Titino Melis di questo non si accorse o, se si accorse, fece poco per evitarlo specie dalla posizione di dirigente politico che ricoprì nel PSd'A a livello regionale, e comunque da leader incontrastato dal 1945 in poi (salvo la breve parentesi dell'Avv. Piero Soggiu dal 1948 al 1951). Ciò forse a causa dell'esistenza di una scarsa capacità (o possibilità) di dibattito all'interno del Pd' A di quegli anni.

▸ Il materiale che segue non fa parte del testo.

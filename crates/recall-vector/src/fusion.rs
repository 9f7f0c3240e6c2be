//! Weighted linear fusion of semantic and lexical scores.

use std::collections::{HashMap, HashSet};

use tracing::debug;

use recall_core::types::{IdentityKey, ScoredCandidate};

use crate::index::rank_order;
use crate::lexical::LexicalHit;

/// Combines the two first-pass signals into one ranking score.
///
/// `fused = weight * semantic + (1 - weight) * lexical`, where a document
/// missing from one list contributes 0 for that signal.
#[derive(Debug, Clone, Copy, PartialEq)]
pub struct FusionPolicy {
    weight: f64,
}

impl Default for FusionPolicy {
    fn default() -> Self {
        Self { weight: 0.7 }
    }
}

impl FusionPolicy {
    /// Weight is clamped to [0, 1]. A NaN weight falls back to pure semantic.
    pub fn new(weight: f64) -> Self {
        let weight = if weight.is_nan() {
            1.0
        } else {
            weight.clamp(0.0, 1.0)
        };
        Self { weight }
    }

    pub fn weight(&self) -> f64 {
        self.weight
    }

    pub fn combine(&self, semantic: f64, lexical: f64) -> f64 {
        self.weight * semantic + (1.0 - self.weight) * lexical
    }

    /// Fuse the two candidate lists over the union of their identity keys.
    ///
    /// `identity_key` maps a store index to the key that correlates the same
    /// logical chunk across lists. A key's document is the first one seen,
    /// semantic list first. Output is ordered by descending `fused_score`,
    /// ties broken by ascending store index.
    pub fn fuse<F>(
        &self,
        identity_key: F,
        semantic: &[ScoredCandidate],
        lexical: &[LexicalHit],
    ) -> Vec<ScoredCandidate>
    where
        F: Fn(usize) -> IdentityKey,
    {
        let mut slots: HashMap<IdentityKey, usize> = HashMap::new();
        let mut merged: Vec<ScoredCandidate> = Vec::with_capacity(semantic.len() + lexical.len());

        for candidate in semantic {
            let key = identity_key(candidate.index);
            if slots.contains_key(&key) {
                continue;
            }
            slots.insert(key, merged.len());
            merged.push(ScoredCandidate {
                lexical_score: Some(0.0),
                ..candidate.clone()
            });
        }

        let mut lexical_seen: HashSet<IdentityKey> = HashSet::new();
        let mut lexical_only = 0usize;
        for hit in lexical {
            let key = identity_key(hit.index);
            // First hit for a key wins, as on the semantic side.
            if !lexical_seen.insert(key.clone()) {
                continue;
            }
            match slots.get(&key) {
                Some(&slot) => merged[slot].lexical_score = Some(hit.score),
                None => {
                    slots.insert(key, merged.len());
                    merged.push(ScoredCandidate {
                        index: hit.index,
                        semantic_score: 0.0,
                        lexical_score: Some(hit.score),
                        fused_score: None,
                        rerank_score: None,
                    });
                    lexical_only += 1;
                }
            }
        }

        for candidate in merged.iter_mut() {
            let lexical = candidate.lexical_score.unwrap_or(0.0);
            candidate.fused_score = Some(self.combine(candidate.semantic_score, lexical));
        }
        merged.sort_by(|a, b| {
            rank_order(
                &(a.index, a.first_pass_score()),
                &(b.index, b.first_pass_score()),
            )
        });

        debug!(
            semantic = semantic.len(),
            lexical = lexical.len(),
            lexical_only,
            fused = merged.len(),
            weight = self.weight,
            "Fused candidate lists"
        );
        merged
    }
}

#[cfg(test)]
mod tests {
    use super::*;

    fn key(i: usize) -> IdentityKey {
        IdentityKey(format!("#{}", i))
    }

    fn sem(pairs: &[(usize, f64)]) -> Vec<ScoredCandidate> {
        pairs
            .iter()
            .map(|(i, s)| ScoredCandidate::semantic(*i, *s))
            .collect()
    }

    fn lex(pairs: &[(usize, f64)]) -> Vec<LexicalHit> {
        pairs
            .iter()
            .map(|(i, s)| LexicalHit {
                index: *i,
                score: *s,
            })
            .collect()
    }

    fn order(fused: &[ScoredCandidate]) -> Vec<usize> {
        fused.iter().map(|c| c.index).collect()
    }

    #[test]
    fn test_weight_clamped() {
        assert_eq!(FusionPolicy::new(1.7).weight(), 1.0);
        assert_eq!(FusionPolicy::new(-0.2).weight(), 0.0);
        assert_eq!(FusionPolicy::new(f64::NAN).weight(), 1.0);
        assert_eq!(FusionPolicy::default().weight(), 0.7);
    }

    #[test]
    fn test_union_with_missing_scores_as_zero() {
        let policy = FusionPolicy::new(0.5);
        let fused = policy.fuse(
            key,
            &sem(&[(0, 0.9), (1, 0.4)]),
            &lex(&[(2, 0.6), (1, 0.2)]),
        );
        assert_eq!(fused.len(), 3);
        let by_index: HashMap<usize, &ScoredCandidate> =
            fused.iter().map(|c| (c.index, c)).collect();
        assert_eq!(by_index[&0].fused_score, Some(0.45));
        assert_eq!(by_index[&0].lexical_score, Some(0.0));
        assert!((by_index[&1].fused_score.unwrap() - 0.3).abs() < 1e-12);
        assert_eq!(by_index[&2].semantic_score, 0.0);
        assert_eq!(by_index[&2].fused_score, Some(0.3));
        assert_eq!(order(&fused)[0], 0);
    }

    #[test]
    fn test_weight_one_is_pure_semantic() {
        let semantic = sem(&[(3, 0.9), (1, 0.5), (0, 0.2)]);
        let fused = FusionPolicy::new(1.0).fuse(key, &semantic, &lex(&[(0, 1.0), (1, 0.8)]));
        for c in &fused {
            assert_eq!(c.fused_score, Some(c.semantic_score));
        }
        assert_eq!(order(&fused), vec![3, 1, 0]);
    }

    #[test]
    fn test_weight_zero_is_pure_lexical() {
        let lexical = lex(&[(2, 0.7), (0, 0.3), (1, 0.1)]);
        let fused = FusionPolicy::new(0.0).fuse(key, &sem(&[(0, 0.99), (1, 0.9)]), &lexical);
        for c in &fused {
            assert_eq!(c.fused_score, c.lexical_score);
        }
        assert_eq!(order(&fused), vec![2, 0, 1]);
    }

    #[test]
    fn test_equal_fused_scores_tie_break_by_index() {
        // semantic 0.8 / lexical 0.2 vs semantic 0.2 / lexical 0.8 at weight 0.5.
        let fused = FusionPolicy::new(0.5).fuse(
            key,
            &sem(&[(0, 0.8), (1, 0.2)]),
            &lex(&[(1, 0.8), (0, 0.2)]),
        );
        assert!((fused[0].fused_score.unwrap() - 0.5).abs() < 1e-12);
        assert_eq!(fused[0].fused_score, fused[1].fused_score);
        assert_eq!(order(&fused), vec![0, 1]);

        let swapped = FusionPolicy::new(0.5).fuse(
            key,
            &sem(&[(1, 0.2), (0, 0.8)]),
            &lex(&[(0, 0.2), (1, 0.8)]),
        );
        assert_eq!(order(&swapped), vec![0, 1]);
    }

    #[test]
    fn test_shared_identity_key_merges_documents() {
        // Store indices 0 and 5 are the same logical chunk.
        let shared = |i: usize| {
            if i == 5 {
                IdentityKey("#0".into())
            } else {
                key(i)
            }
        };
        let fused = FusionPolicy::new(0.5).fuse(shared, &sem(&[(0, 0.6)]), &lex(&[(5, 0.4)]));
        assert_eq!(fused.len(), 1);
        assert_eq!(fused[0].index, 0);
        assert_eq!(fused[0].lexical_score, Some(0.4));
        assert!((fused[0].fused_score.unwrap() - 0.5).abs() < 1e-12);
    }

    #[test]
    fn test_empty_inputs() {
        assert!(FusionPolicy::default().fuse(key, &[], &[]).is_empty());
    }
}
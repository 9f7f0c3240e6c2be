use std::path::{Path, PathBuf};

use serde::{Deserialize, Serialize};
use tracing::{info, warn};

use crate::error::{RecallError, Result};
use crate::types::DistanceMetric;

/// Top-level configuration for the Recall engine.
///
/// Loaded from `~/.recall/config.toml` by default. Each section corresponds
/// to one stage of the engine.
#[derive(Debug, Clone, Default, Serialize, Deserialize)]
pub struct RecallConfig {
    #[serde(default)]
    pub general: GeneralConfig,
    #[serde(default)]
    pub store: StoreConfig,
    #[serde(default)]
    pub retrieval: RetrievalConfig,
    #[serde(default)]
    pub ingest: IngestConfig,
}

impl RecallConfig {
    /// Load configuration from a TOML file.
    ///
    /// Returns an error if the file cannot be read, parsed, or validated.
    pub fn load(path: &Path) -> Result<Self> {
        let content = std::fs::read_to_string(path)?;
        let config: RecallConfig = toml::from_str(&content)?;
        config.retrieval.validate()?;
        info!("Configuration loaded from {}", path.display());
        Ok(config)
    }

    /// Load configuration from a TOML file, falling back to defaults if the
    /// file does not exist or cannot be parsed.
    pub fn load_or_default(path: &Path) -> Self {
        match Self::load(path) {
            Ok(config) => config,
            Err(e) => {
                warn!(
                    "Failed to load config from {}: {}. Using defaults.",
                    path.display(),
                    e
                );
                Self::default()
            }
        }
    }

    /// Save the current configuration to a TOML file.
    pub fn save(&self, path: &Path) -> Result<()> {
        if let Some(parent) = path.parent() {
            std::fs::create_dir_all(parent)?;
        }
        let content = toml::to_string_pretty(self)?;
        std::fs::write(path, content)?;
        info!("Configuration saved to {}", path.display());
        Ok(())
    }

    /// Full path of the store snapshot, with a leading `~/` expanded.
    pub fn snapshot_path(&self) -> PathBuf {
        expand_home(&self.general.data_dir).join(&self.store.snapshot_file)
    }
}

/// Expand a leading `~/` against the user's home directory.
pub fn expand_home(path: &str) -> PathBuf {
    if let Some(rest) = path.strip_prefix("~/") {
        #[cfg(target_os = "windows")]
        let home = std::env::var("USERPROFILE");
        #[cfg(not(target_os = "windows"))]
        let home = std::env::var("HOME");
        if let Ok(home) = home {
            return PathBuf::from(home).join(rest);
        }
    }
    PathBuf::from(path)
}

/// General settings.
#[derive(Debug, Clone, Serialize, Deserialize)]
#[serde(default)]
pub struct GeneralConfig {
    /// Directory holding the store snapshot.
    pub data_dir: String,
    /// Log level: trace, debug, info, warn, error.
    pub log_level: String,
}

impl Default for GeneralConfig {
    fn default() -> Self {
        Self {
            data_dir: "~/.recall/data".to_string(),
            log_level: "info".to_string(),
        }
    }
}

/// Document store settings.
#[derive(Debug, Clone, Serialize, Deserialize)]
#[serde(default)]
pub struct StoreConfig {
    /// Distance metric for similarity search.
    pub metric: DistanceMetric,
    /// Fixed embedding dimension. When unset, the first append establishes it.
    pub dimension: Option<usize>,
    /// Snapshot file name, relative to `general.data_dir`.
    pub snapshot_file: String,
}

impl Default for StoreConfig {
    fn default() -> Self {
        Self {
            metric: DistanceMetric::Cosine,
            dimension: None,
            snapshot_file: "store.json".to_string(),
        }
    }
}

/// Default parameters for retrieval calls. Requests may override each one.
#[derive(Debug, Clone, Serialize, Deserialize)]
#[serde(default)]
pub struct RetrievalConfig {
    /// Number of results to return.
    pub top_k: usize,
    /// Minimum active score. 0 disables thresholding.
    pub similarity_threshold: f64,
    /// Rerank a 3x candidate pool with the reranker collaborator.
    pub reranking_enabled: bool,
    /// Fuse semantic and lexical scores.
    pub hybrid_enabled: bool,
    /// Semantic share of the fused score (0.0 to 1.0).
    pub hybrid_weight: f64,
    /// Upper bound on a single batched reranker call.
    pub rerank_timeout_ms: u64,
}

impl Default for RetrievalConfig {
    fn default() -> Self {
        Self {
            top_k: 5,
            similarity_threshold: 0.0,
            reranking_enabled: true,
            hybrid_enabled: true,
            hybrid_weight: 0.7,
            rerank_timeout_ms: 5_000,
        }
    }
}

impl RetrievalConfig {
    /// Reject values the retriever cannot honor.
    pub fn validate(&self) -> Result<()> {
        if self.top_k == 0 {
            return Err(RecallError::Config("retrieval.top_k must be at least 1".into()));
        }
        if !(0.0..=1.0).contains(&self.hybrid_weight) {
            return Err(RecallError::Config(format!(
                "retrieval.hybrid_weight must be within [0, 1], got {}",
                self.hybrid_weight
            )));
        }
        if !self.similarity_threshold.is_finite() {
            return Err(RecallError::Config(
                "retrieval.similarity_threshold must be finite".into(),
            ));
        }
        Ok(())
    }
}

/// Ingestion settings.
#[derive(Debug, Clone, Serialize, Deserialize)]
#[serde(default)]
pub struct IngestConfig {
    /// Number of texts per embedder call.
    pub batch_size: usize,
    /// Dimension of the built-in hashing embedder.
    pub embedding_dim: usize,
}

impl Default for IngestConfig {
    fn default() -> Self {
        Self {
            batch_size: 32,
            embedding_dim: 384,
        }
    }
}

#[cfg(test)]
mod tests {
    use super::*;
    use std::io::Write;
    use tempfile::NamedTempFile;

    fn create_temp_config(content: &str) -> NamedTempFile {
        let mut file = NamedTempFile::new().unwrap();
        file.write_all(content.as_bytes()).unwrap();
        file
    }

    #[test]
    fn test_default_config() {
        let config = RecallConfig::default();
        assert_eq!(config.general.data_dir, "~/.recall/data");
        assert_eq!(config.general.log_level, "info");
        assert_eq!(config.store.metric, DistanceMetric::Cosine);
        assert!(config.store.dimension.is_none());
        assert_eq!(config.retrieval.top_k, 5);
        assert_eq!(config.retrieval.similarity_threshold, 0.0);
        assert!(config.retrieval.reranking_enabled);
        assert!(config.retrieval.hybrid_enabled);
        assert!((config.retrieval.hybrid_weight - 0.7).abs() < f64::EPSILON);
        assert_eq!(config.retrieval.rerank_timeout_ms, 5_000);
        assert_eq!(config.ingest.batch_size, 32);
        assert_eq!(config.ingest.embedding_dim, 384);
    }

    #[test]
    fn test_load_valid_config() {
        let content = r#"
[general]
data_dir = "/custom/data"
log_level = "debug"

[store]
metric = "euclidean"
dimension = 768
snapshot_file = "docs.json"

[retrieval]
top_k = 10
similarity_threshold = 0.25
reranking_enabled = false
hybrid_enabled = true
hybrid_weight = 0.5
rerank_timeout_ms = 250

[ingest]
batch_size = 8
embedding_dim = 128
"#;
        let file = create_temp_config(content);
        let config = RecallConfig::load(file.path()).unwrap();
        assert_eq!(config.general.data_dir, "/custom/data");
        assert_eq!(config.general.log_level, "debug");
        assert_eq!(config.store.metric, DistanceMetric::Euclidean);
        assert_eq!(config.store.dimension, Some(768));
        assert_eq!(config.store.snapshot_file, "docs.json");
        assert_eq!(config.retrieval.top_k, 10);
        assert!((config.retrieval.similarity_threshold - 0.25).abs() < f64::EPSILON);
        assert!(!config.retrieval.reranking_enabled);
        assert!((config.retrieval.hybrid_weight - 0.5).abs() < f64::EPSILON);
        assert_eq!(config.retrieval.rerank_timeout_ms, 250);
        assert_eq!(config.ingest.batch_size, 8);
        assert_eq!(config.snapshot_path(), PathBuf::from("/custom/data/docs.json"));
    }

    #[test]
    fn test_load_partial_config_uses_defaults() {
        let content = r#"
[retrieval]
top_k = 3
"#;
        let file = create_temp_config(content);
        let config = RecallConfig::load(file.path()).unwrap();
        assert_eq!(config.retrieval.top_k, 3);
        // Remaining fields use defaults
        assert!((config.retrieval.hybrid_weight - 0.7).abs() < f64::EPSILON);
        assert_eq!(config.store.metric, DistanceMetric::Cosine);
        assert_eq!(config.store.snapshot_file, "store.json");
    }

    #[test]
    fn test_load_rejects_invalid_weight() {
        let content = r#"
[retrieval]
hybrid_weight = 1.5
"#;
        let file = create_temp_config(content);
        let result = RecallConfig::load(file.path());
        assert!(matches!(result, Err(RecallError::Config(_))));
    }

    #[test]
    fn test_load_rejects_unknown_metric() {
        let content = r#"
[store]
metric = "manhattan"
"#;
        let file = create_temp_config(content);
        assert!(RecallConfig::load(file.path()).is_err());
    }

    #[test]
    fn test_validate_rejects_zero_top_k() {
        let retrieval = RetrievalConfig {
            top_k: 0,
            ..Default::default()
        };
        assert!(retrieval.validate().is_err());
        assert!(RetrievalConfig::default().validate().is_ok());
    }

    #[test]
    fn test_load_or_default_missing_file() {
        let config = RecallConfig::load_or_default(Path::new("/nonexistent/config.toml"));
        assert_eq!(config.general.data_dir, "~/.recall/data");
        assert_eq!(config.retrieval.top_k, 5);
    }

    #[test]
    fn test_load_invalid_toml() {
        let file = create_temp_config("this is {{ not valid TOML");
        assert!(RecallConfig::load(file.path()).is_err());
    }

    #[test]
    fn test_save_and_reload() {
        let dir = tempfile::tempdir().unwrap();
        let path = dir.path().join("sub").join("config.toml");

        let mut config = RecallConfig::default();
        config.store.metric = DistanceMetric::DotProduct;
        config.store.dimension = Some(4);
        config.save(&path).unwrap();

        let reloaded = RecallConfig::load(&path).unwrap();
        assert_eq!(reloaded.store.metric, DistanceMetric::DotProduct);
        assert_eq!(reloaded.store.dimension, Some(4));
        assert_eq!(reloaded.retrieval.top_k, config.retrieval.top_k);
    }

    #[test]
    fn test_empty_toml_uses_all_defaults() {
        let file = create_temp_config("");
        let config = RecallConfig::load(file.path()).unwrap();
        assert_eq!(config.general.log_level, "info");
        assert_eq!(config.ingest.batch_size, 32);
    }

    #[test]
    fn test_expand_home_passthrough() {
        assert_eq!(expand_home("/var/lib/recall"), PathBuf::from("/var/lib/recall"));
    }
}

In altri termini, ci pare che la sua azione politica per lo sviluppo della Sardegna sia stata poco efficace proprio a livello regionale, dove, accogliendo la cooptazione da parte della DC e, quindi, il relativo adeguamento ai programmi democristiani, dovette accettare una ipotesi di sviluppo che poi si rivelò fallimentare.

D'altronde, forse anche lui era un "feudatario" e doveva curare il proprio feudo.

Riferimenti bibliografici:

Atti Parlamentari - I e IV Legislatura repubblicana. Discorsi dell'Onorevole Giovanni Battista Melis.

Giulio Bolacchi, Autonomia in regime di dipendenza, in Per un'altra Sardegna, a cura di Paolo Savona, Franco Angeli, 1984.

Gianfranco Contu, La questione nazionale sarda, Alfa Editrice, 1990. Andrea Manzella, La casa comune partitocratica, in MicroMega, 411990.

Gianfranco Murtas, Titino Melis, il PSd'A mazziniano / Fancello, Siglienti, i gielle, Eidos, 1992.

Alessandro Pizzorno, Categorie per una crisi, in MicroMega, 311993.

Dionigi Scano, La vita e i tempi di Giommaria Angioy, Edizioni della Torre, 1985. 

Marcello Tuveri, “La scissione sardista del 1968 - Una testimonianza”, in Il movimento democratico e repubblicano nella Sardegna contemporanea, Archivio Trimestrale (Rassegna storica di studi sul movimento repubblicano), Luglio-Settembre 1985.

Giuseppe Usai, Le imprese minori e il loro ambiente, Cedam, 1981.